**Task data**
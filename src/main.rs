use std::path::PathBuf;

use autoprompter_lib::config::AppConfig;
use clap::Parser;

#[derive(Parser)]
#[command(
    name = "autoprompter",
    version,
    about = "AutoPrompter coordinator daemon (newline-delimited JSON on stdin/stdout)"
)]
struct Args {
    /// Directory for the persisted settings and usage records
    #[arg(long)]
    data_dir: Option<PathBuf>,

    /// Seconds between session time-limit checks
    #[arg(long)]
    check_interval_secs: Option<u64>,

    /// Keep all state in memory; nothing is written to disk
    #[arg(long)]
    memory: bool,

    /// Write the effective configuration to config.json before starting
    #[arg(long)]
    save_config: bool,
}

#[tokio::main]
async fn main() -> anyhow::Result<()> {
    autoprompter_lib::init_logging()?;

    let args = Args::parse();
    let mut config = AppConfig::load();
    if let Some(dir) = args.data_dir {
        config.data_dir = Some(dir);
    }
    if let Some(secs) = args.check_interval_secs {
        config.quota_check_interval_secs = secs;
    }

    if args.save_config {
        let path = config.save().map_err(anyhow::Error::msg)?;
        tracing::info!("Saved configuration to {}", path.display());
    }

    autoprompter_lib::run(config, args.memory).await
}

**Problem**
The full listing, retyped exactly, is the expected answer.

**Task output**
filename src/main.rs
use std::path::PathBuf;

use autoprompter_lib::config::AppConfig;
use clap::Parser;

#[derive(Parser)]
#[command(
    name = "autoprompter",
    version,
    about = "AutoPrompter coordinator daemon (newline-delimited JSON on stdin/stdout)"
)]
struct Args {
    /// Directory for the persisted settings and usage records
    #[arg(long)]
    data_dir: Option<PathBuf>,

    /// Seconds between session time-limit checks
    #[arg(long)]
    check_interval_secs: Option<u64>,

    /// Keep all state in memory; nothing is written to disk
    #[arg(long)]
    memory: bool,

    /// Write the effective configuration to config.json before starting
    #[arg(long)]
    save_config: bool,
}

#[tokio::main]
async fn main() -> anyhow::Result<()> {
    autoprompter_lib::init_logging()?;

    let args = Args::parse();
    let mut config = AppConfig::load();
    if let Some(dir) = args.data_dir {
        config.data_dir = Some(dir);
    }
    if let Some(secs) = args.check_interval_secs {
        config.quota_check_interval_secs = secs;
    }

    if args.save_config {
        let path = config.save().map_err(anyhow::Error::msg)?;
        tracing::info!("Saved configuration to {}", path.display());
    }

    autoprompter_lib::run(config, args.memory).await
}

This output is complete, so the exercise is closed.